SELECT a.DPID__c,a.CreatedDate
FROM
(
 SELECT DPID__c,CreatedDate
 FROM ODS.dbo.Account_Address__c
 WHERE CreatedDate>='2016-09-28' AND DPID__c IS NOT NULL

 UNION ALL

 SELECT DPID__c,CreatedDate
 FROM ODS.dbo.Account_Address__c
 WHERE CreatedDate<'2016-09-28' AND DPID__c IS NOT NULL AND IsCurrent=1
) a

EXCEPT

SELECT t.DPID__c,t.CreatedDate
FROM
(
 SELECT 
    aa.DPID__c, aa.CreatedDate      
 FROM   
    ODS.dbo.Account_Address__c aa ,PAF.dbo.Delivery_Addresses da
 WHERE
    aa.DPID__c = CONVERT(VARCHAR,da.DELIVERY_POINT_ID)
    AND aa.CreatedDate>='2016-09-28'
    AND aa.DPID__c IS NOT NULL

 UNION ALL

 SELECT
   aa.DPID__c, aa.CreatedDate           
 FROM   
   ODS.dbo.Account_Address__c aa ,PAF.dbo.Delivery_Addresses da
 WHERE
   aa.DPID__c = CONVERT(VARCHAR,da.DELIVERY_POINT_ID)
   AND aa.CreatedDate<'2016-09-28'
   AND aa.DPID__c IS NOT NULL
   AND aa.IsCurrent=1
 ) t

As verified, Count_Row(Table 1)>Count_Row(Table 2)+Count_Row(Table 3)+Count_Row(Table 4) and still have 56 extra rows in Table 1 but not in any other tables.

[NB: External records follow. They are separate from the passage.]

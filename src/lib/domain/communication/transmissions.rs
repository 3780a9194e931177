//! The remote send capability

use async_trait::async_trait;
use serde::{Deserialize, Serialize};
use serde_json::{Map, Value};

#[cfg(test)]
use mockall::mock;

mod errors;

pub use errors::{ApiErrorRecord, TransmissionError};

/// SparkPost's error code for a stored template that doesn't exist
pub const TEMPLATE_NOT_FOUND: &str = "1603";

/// The flat parameter mapping handed to [`Transmissions::send`]
///
/// Keys follow the SparkPost client conventions: `recipients`, `from_email`,
/// `subject`, `text`, `html`, `template`, `substitution_data` and so on.
#[derive(Clone, Debug, Default, PartialEq, Serialize, Deserialize)]
#[serde(transparent)]
pub struct SendParameters(Map<String, Value>);

impl SendParameters {
    /// Create an empty parameter mapping
    pub fn new() -> Self {
        Self::default()
    }

    /// Set a parameter, returning the previous value
    pub fn insert(&mut self, key: impl Into<String>, value: impl Into<Value>) -> Option<Value> {
        self.0.insert(key.into(), value.into())
    }

    /// Remove a parameter
    pub fn remove(&mut self, key: &str) -> Option<Value> {
        self.0.remove(key)
    }

    /// Get a parameter
    pub fn get(&self, key: &str) -> Option<&Value> {
        self.0.get(key)
    }

    /// Whether a parameter is present
    pub fn contains_key(&self, key: &str) -> bool {
        self.0.contains_key(key)
    }

    /// Copy every entry of `other` in, replacing existing keys
    pub fn extend<'a>(&mut self, other: impl IntoIterator<Item = (&'a String, &'a Value)>) {
        for (key, value) in other {
            self.0.insert(key.clone(), value.clone());
        }
    }

    /// Iterate over the parameters
    pub fn iter(&self) -> impl Iterator<Item = (&String, &Value)> {
        self.0.iter()
    }
}

impl From<Map<String, Value>> for SendParameters {
    fn from(map: Map<String, Value>) -> Self {
        Self(map)
    }
}

/// The outcome of a transmission
#[derive(Clone, Debug, Default, PartialEq, Eq, Serialize, Deserialize)]
pub struct SendResult {
    /// Recipients SparkPost accepted
    pub total_accepted_recipients: usize,

    /// Recipients SparkPost rejected
    pub total_rejected_recipients: usize,

    /// The transmission ID
    #[serde(default, skip_serializing_if = "Option::is_none")]
    pub id: Option<String>,
}

impl SendResult {
    /// Create a result with the given counts
    pub fn new(accepted: usize, rejected: usize) -> Self {
        Self {
            total_accepted_recipients: accepted,
            total_rejected_recipients: rejected,
            id: None,
        }
    }
}

/// Sends transmissions to SparkPost
#[async_trait]
pub trait Transmissions: Clone + Send + Sync + 'static {
    /// Send a transmission
    ///
    /// # Arguments
    /// * `params` - The flat [`SendParameters`] for the transmission.
    ///
    /// # Returns
    /// A [`Result`] which is [`Ok`] containing the [`SendResult`] if the API accepted the
    /// transmission, or an [`Err`] containing a [`TransmissionError`].
    async fn send(&self, params: &SendParameters) -> Result<SendResult, TransmissionError>;
}

#[cfg(test)]
mock! {
    pub Transmissions {}

    impl Clone for Transmissions {
        fn clone(&self) -> Self;
    }

    #[async_trait]
    impl Transmissions for Transmissions {
        async fn send(&self, params: &SendParameters) -> Result<SendResult, TransmissionError>;
    }
}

Could anyone help to suggest how this gap could occur and how can I detect the remaining 56 rows?

Cheers


Solution

  • your except removes duplicates. you should use an except all. Unfortunately SQL server doesn't have except all, but that is probably where your lines are dropped.

    Check the unique lines in each query, you should have the same number.